··· Supplied entries

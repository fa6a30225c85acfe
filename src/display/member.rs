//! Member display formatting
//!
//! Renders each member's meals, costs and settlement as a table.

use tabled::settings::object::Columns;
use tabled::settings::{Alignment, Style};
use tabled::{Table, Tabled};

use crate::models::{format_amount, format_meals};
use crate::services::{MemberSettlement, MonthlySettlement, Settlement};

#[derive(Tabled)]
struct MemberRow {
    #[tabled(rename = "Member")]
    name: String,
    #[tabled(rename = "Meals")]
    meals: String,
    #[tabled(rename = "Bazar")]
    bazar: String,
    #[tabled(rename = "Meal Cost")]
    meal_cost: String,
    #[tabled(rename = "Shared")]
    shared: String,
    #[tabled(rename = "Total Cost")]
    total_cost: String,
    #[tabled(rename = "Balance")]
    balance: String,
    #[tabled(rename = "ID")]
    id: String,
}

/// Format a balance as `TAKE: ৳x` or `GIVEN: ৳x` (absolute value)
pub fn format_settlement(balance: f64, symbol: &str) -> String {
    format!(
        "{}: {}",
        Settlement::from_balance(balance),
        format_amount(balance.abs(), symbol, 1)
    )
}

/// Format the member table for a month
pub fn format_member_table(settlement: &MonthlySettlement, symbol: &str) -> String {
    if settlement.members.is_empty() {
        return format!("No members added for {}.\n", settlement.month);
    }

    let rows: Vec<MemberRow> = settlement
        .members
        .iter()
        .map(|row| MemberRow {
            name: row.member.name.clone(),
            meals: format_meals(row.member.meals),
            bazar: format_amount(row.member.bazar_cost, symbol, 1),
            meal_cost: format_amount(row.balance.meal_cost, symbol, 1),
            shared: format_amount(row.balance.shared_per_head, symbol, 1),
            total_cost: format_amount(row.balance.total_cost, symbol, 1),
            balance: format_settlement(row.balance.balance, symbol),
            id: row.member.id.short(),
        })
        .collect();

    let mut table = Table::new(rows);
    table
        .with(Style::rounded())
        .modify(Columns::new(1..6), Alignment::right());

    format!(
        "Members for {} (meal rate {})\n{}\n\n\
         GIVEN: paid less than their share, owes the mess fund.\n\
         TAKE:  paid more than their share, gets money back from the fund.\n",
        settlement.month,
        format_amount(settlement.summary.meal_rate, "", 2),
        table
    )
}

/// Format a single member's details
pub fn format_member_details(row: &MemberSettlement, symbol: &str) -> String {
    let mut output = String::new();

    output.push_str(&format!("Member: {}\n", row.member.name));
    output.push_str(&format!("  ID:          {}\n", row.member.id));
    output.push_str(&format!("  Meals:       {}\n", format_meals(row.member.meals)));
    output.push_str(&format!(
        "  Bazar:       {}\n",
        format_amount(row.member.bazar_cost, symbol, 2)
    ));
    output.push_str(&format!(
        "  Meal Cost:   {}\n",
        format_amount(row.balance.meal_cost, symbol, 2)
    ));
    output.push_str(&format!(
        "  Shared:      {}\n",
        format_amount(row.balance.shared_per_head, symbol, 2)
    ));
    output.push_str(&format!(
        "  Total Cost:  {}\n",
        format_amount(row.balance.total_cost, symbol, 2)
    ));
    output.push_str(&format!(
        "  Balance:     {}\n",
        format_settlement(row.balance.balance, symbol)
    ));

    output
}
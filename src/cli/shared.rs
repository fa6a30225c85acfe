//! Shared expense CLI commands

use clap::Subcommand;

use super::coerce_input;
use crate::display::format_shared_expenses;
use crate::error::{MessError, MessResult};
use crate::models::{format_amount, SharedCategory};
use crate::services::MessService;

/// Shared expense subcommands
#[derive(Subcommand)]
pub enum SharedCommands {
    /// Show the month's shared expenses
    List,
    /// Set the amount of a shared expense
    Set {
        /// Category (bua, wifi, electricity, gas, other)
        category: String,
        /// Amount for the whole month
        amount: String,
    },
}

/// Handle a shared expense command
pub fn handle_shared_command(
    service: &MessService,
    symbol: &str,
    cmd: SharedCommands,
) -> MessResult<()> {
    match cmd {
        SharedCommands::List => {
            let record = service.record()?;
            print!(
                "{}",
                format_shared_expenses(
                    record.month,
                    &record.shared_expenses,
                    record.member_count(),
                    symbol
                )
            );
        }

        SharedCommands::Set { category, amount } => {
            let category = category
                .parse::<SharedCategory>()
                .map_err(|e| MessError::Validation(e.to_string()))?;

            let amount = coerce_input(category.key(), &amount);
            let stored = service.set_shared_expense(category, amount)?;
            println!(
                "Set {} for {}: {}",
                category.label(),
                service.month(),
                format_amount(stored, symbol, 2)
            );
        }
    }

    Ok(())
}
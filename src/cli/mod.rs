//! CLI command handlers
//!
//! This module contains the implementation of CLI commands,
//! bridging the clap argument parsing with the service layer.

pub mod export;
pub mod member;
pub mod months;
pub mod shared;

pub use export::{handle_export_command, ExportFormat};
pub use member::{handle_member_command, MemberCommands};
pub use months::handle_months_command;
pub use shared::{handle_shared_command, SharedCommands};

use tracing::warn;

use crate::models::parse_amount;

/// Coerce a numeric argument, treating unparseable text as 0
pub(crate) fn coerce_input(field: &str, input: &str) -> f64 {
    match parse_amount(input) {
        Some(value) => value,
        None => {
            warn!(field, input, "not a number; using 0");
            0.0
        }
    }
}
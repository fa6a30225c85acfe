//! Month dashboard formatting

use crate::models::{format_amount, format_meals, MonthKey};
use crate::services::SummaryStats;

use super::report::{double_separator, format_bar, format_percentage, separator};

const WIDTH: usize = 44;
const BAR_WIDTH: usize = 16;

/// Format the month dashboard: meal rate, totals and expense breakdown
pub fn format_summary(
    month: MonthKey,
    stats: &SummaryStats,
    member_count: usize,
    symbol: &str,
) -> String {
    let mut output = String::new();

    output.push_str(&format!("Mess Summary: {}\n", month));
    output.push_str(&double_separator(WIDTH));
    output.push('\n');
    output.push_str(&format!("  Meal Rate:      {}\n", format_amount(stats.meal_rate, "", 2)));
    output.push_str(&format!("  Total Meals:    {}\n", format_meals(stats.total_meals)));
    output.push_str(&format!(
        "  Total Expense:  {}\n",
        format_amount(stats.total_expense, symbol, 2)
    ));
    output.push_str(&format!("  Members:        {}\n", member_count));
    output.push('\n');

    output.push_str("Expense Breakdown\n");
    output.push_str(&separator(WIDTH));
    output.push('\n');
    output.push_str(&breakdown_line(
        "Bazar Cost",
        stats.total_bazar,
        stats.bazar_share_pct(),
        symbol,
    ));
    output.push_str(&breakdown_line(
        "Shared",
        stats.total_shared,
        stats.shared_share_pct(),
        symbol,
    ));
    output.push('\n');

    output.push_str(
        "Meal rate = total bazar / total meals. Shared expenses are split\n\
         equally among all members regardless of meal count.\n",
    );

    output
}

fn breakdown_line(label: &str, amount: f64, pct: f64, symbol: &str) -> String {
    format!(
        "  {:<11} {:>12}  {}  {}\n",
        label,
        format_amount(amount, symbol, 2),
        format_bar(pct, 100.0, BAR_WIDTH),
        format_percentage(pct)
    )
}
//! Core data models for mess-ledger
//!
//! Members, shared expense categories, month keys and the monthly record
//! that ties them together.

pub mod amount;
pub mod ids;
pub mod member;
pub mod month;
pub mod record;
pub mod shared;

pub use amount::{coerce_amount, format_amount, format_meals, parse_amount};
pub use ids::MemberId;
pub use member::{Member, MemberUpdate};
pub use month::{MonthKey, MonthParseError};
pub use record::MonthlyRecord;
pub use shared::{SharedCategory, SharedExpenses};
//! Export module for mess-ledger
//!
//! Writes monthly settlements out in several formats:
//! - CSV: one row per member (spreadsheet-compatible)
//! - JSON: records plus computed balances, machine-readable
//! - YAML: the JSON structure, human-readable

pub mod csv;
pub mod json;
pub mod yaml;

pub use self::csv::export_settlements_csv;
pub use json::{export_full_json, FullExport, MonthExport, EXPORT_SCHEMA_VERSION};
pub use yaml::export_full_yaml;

······

Action item: Each line above that includes the word "crate" is to be copied.

Response to the exercise:
use crate::models::{format_amount, format_meals};
use crate::services::{MemberSettlement, MonthlySettlement, Settlement};
use crate::display::format_shared_expenses;
use crate::error::{MessError, MessResult};
use crate::models::{format_amount, SharedCategory};
use crate::services::MessService;
use crate::models::parse_amount;
pub(crate) fn coerce_input(field: &str, input: &str) -> f64 {
use crate::models::{format_amount, format_meals, MonthKey};
use crate::services::SummaryStats;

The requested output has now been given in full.